Primitive language analysis Primitive language analysis is the process of matching specific phrases of text to an email. The very first spam filters were quite primitive and were not really filters at all. Before real spam filters emerged, these primitive tools used a very simple approach to language analysis by simply scanning email for known senders in the message headers, multiple Usenet cross-postings (messages sent to a large number of different forums), or for phrases that were indicative of spam such as “Call Now!” and “Free Trial!” Between 1994 and 1997, there wasn’t much else the world could do about spam. The technology to fight it was too limited.39908
In the early days of spam, before spammers learned many of the nasty tricks they use today , filters that cross-checked against lists of junk mail sender lists were somewhat effective only because it was possible to filter based on a known list of words and phrases which most of the world believed only existed in spam.
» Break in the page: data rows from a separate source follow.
use std::path::Path;

use uuid::Uuid;

use crate::{
    constants::{MEDIA_URL, RECIPE_IMAGE_DIR},
    error::{Error, HtmlError},
};

#[derive(Debug, Clone, Copy, PartialEq, Eq)]
pub enum ImageFormat {
    Jpeg,
    Png,
    Gif,
    WebP,
    Bmp,
}

impl ImageFormat {
    /// Detects the format from the file signature; the client's filename and
    /// content type are not trusted.
    pub fn sniff(data: &[u8]) -> Option<Self> {
        match data {
            [0xFF, 0xD8, 0xFF, ..] => Some(Self::Jpeg),
            [0x89, b'P', b'N', b'G', 0x0D, 0x0A, 0x1A, 0x0A, ..] => Some(Self::Png),
            [b'G', b'I', b'F', b'8', b'7' | b'9', b'a', ..] => Some(Self::Gif),
            [b'R', b'I', b'F', b'F', _, _, _, _, b'W', b'E', b'B', b'P', ..] => Some(Self::WebP),
            [b'B', b'M', ..] if data.len() > 26 => Some(Self::Bmp),
            _ => None,
        }
    }

    pub fn extension(&self) -> &'static str {
        match self {
            ImageFormat::Jpeg => "jpg",
            ImageFormat::Png => "png",
            ImageFormat::Gif => "gif",
            ImageFormat::WebP => "webp",
            ImageFormat::Bmp => "bmp",
        }
    }
}

/// Public URL of a file stored under the media root.
pub fn media_url(path: &str) -> String {
    format!("{MEDIA_URL}{}", path.trim_start_matches('/'))
}

/// Validates and writes an uploaded recipe image under a fresh uuid name.
/// Returns the path relative to `media_root`.
pub async fn save_recipe_image(media_root: &Path, data: &[u8]) -> Result<String, Error> {
    let format = ImageFormat::sniff(data).ok_or(Error::field(
        "image",
        "Upload a valid image. The file you uploaded was either not an image or a corrupted image.",
    ))?;

    let relative = format!("{RECIPE_IMAGE_DIR}/{}.{}", Uuid::new_v4(), format.extension());
    let target = media_root.join(&relative);

    if let Some(parent) = target.parent() {
        tokio::fs::create_dir_all(parent).await.map_err(|e| {
            log::error!("Failed to create {}: {e}", parent.display());
            HtmlError::Internal.default()
        })?;
    }

    tokio::fs::write(&target, data).await.map_err(|e| {
        log::error!("Failed to write {}: {e}", target.display());
        HtmlError::Internal.default()
    })?;

    log::debug!("Stored {} bytes at {}", data.len(), target.display());

    Ok(relative)
}

#[cfg(test)]
mod tests {
    use super::*;

    const JPEG: &[u8] = &[0xFF, 0xD8, 0xFF, 0xE0, 0x00, 0x10, b'J', b'F', b'I', b'F'];

    #[test]
    fn sniffs_common_formats() {
        assert_eq!(ImageFormat::sniff(JPEG), Some(ImageFormat::Jpeg));
        assert_eq!(
            ImageFormat::sniff(b"\x89PNG\r\n\x1a\n\0\0\0\rIHDR"),
            Some(ImageFormat::Png)
        );
        assert_eq!(ImageFormat::sniff(b"GIF89a\x01\x00"), Some(ImageFormat::Gif));
        assert_eq!(
            ImageFormat::sniff(b"RIFF\x24\x00\x00\x00WEBPVP8 "),
            Some(ImageFormat::WebP)
        );
    }

    #[test]
    fn rejects_non_images() {
        assert_eq!(ImageFormat::sniff(b"notanimage"), None);
        assert_eq!(ImageFormat::sniff(b""), None);
        assert_eq!(ImageFormat::sniff(b"BM"), None);
    }

    #[test]
    fn media_url_is_prefixed() {
        assert_eq!(
            media_url("uploads/recipe/a.jpg"),
            "/media/uploads/recipe/a.jpg"
        );
    }

    #[tokio::test]
    async fn saves_valid_image_under_media_root() {
        let root = tempfile::tempdir().unwrap();
        let relative = save_recipe_image(root.path(), JPEG).await.unwrap();

        assert!(relative.starts_with("uploads/recipe/"));
        assert!(relative.ends_with(".jpg"));
        assert!(root.path().join(&relative).exists());
    }

    #[tokio::test]
    async fn refuses_to_save_non_image() {
        let root = tempfile::tempdir().unwrap();
        let error = save_recipe_image(root.path(), b"notanimage").await.unwrap_err();

        assert_eq!(error.code, 400);
        assert!(error.fields.unwrap().contains_key("image"));
        assert!(!root.path().join(RECIPE_IMAGE_DIR).exists());
    }
}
Filtering based on a single word alone had a potential success rate of around 80 percent, with very little chance of catching legitimate messages.
Most of these early spam-catching tools were home-brewed solutions. Some tools, such as procmail (a utility for mail processing), were used to create recipes to filter for certain basic words and phrases in incoming email. As new spams were being distributed on a daily basis, the word and phrase lists required continued maintenance. Many inpiduals found themselves with better things to do with their time, and so a few commercial solutions became popular during this period. These commercial solutions were sold in conjunction with a subscription nightly-update service to automatically download and apply new filtering phrases.
This primitive approach to spam filtering became mainstream for a while. Early versions of some email clients such as Microsoft Outlook implemented simple junk mail sender lists that would check for known sender addresses in message headers. Although this approach had some weaknesses, it worked well enough up until it didn’t.
One major weakness of primitive language filtering is that a single guilty phrase, such as the words “toll free,” could condemn an entire legitimate message to a user’s junk mailbox. The simplicity of these spam filters eventually led to a high false-positive rate. Although some of these guilty phrases applied to a majority of spam, they also began to apply to a small collection of legitimate mail. As a result, a user had to check their bit-bucket frequently to make sure that no legitimate messages were caught. It also became clear that there were some gray areas to spam filtering: As the phrase “one man’s spam is another man’s ham” (which grew out of this period) suggests, some messages (like a bulk invitation to a conference) might be considered wanted mail by some users and spam by others.
One of the advantages of primitive filtering was that it was so simple to implement that users generally custom-tailored these filters to match their own email behavior. But this was also one of the biggest problems; it required a lot of maintenance in order to work properly. As spam began to grow, the lists of guilty words and phrases became longer and less manageable. The complexity of filtering spiked around 1997, when struggling spammers began to look for new ways to trick users into reading their emails. The new ways they found to change and obfuscate messages left most filters ineffective. Updating them took too much work, and primitive filters were effectively extinguished.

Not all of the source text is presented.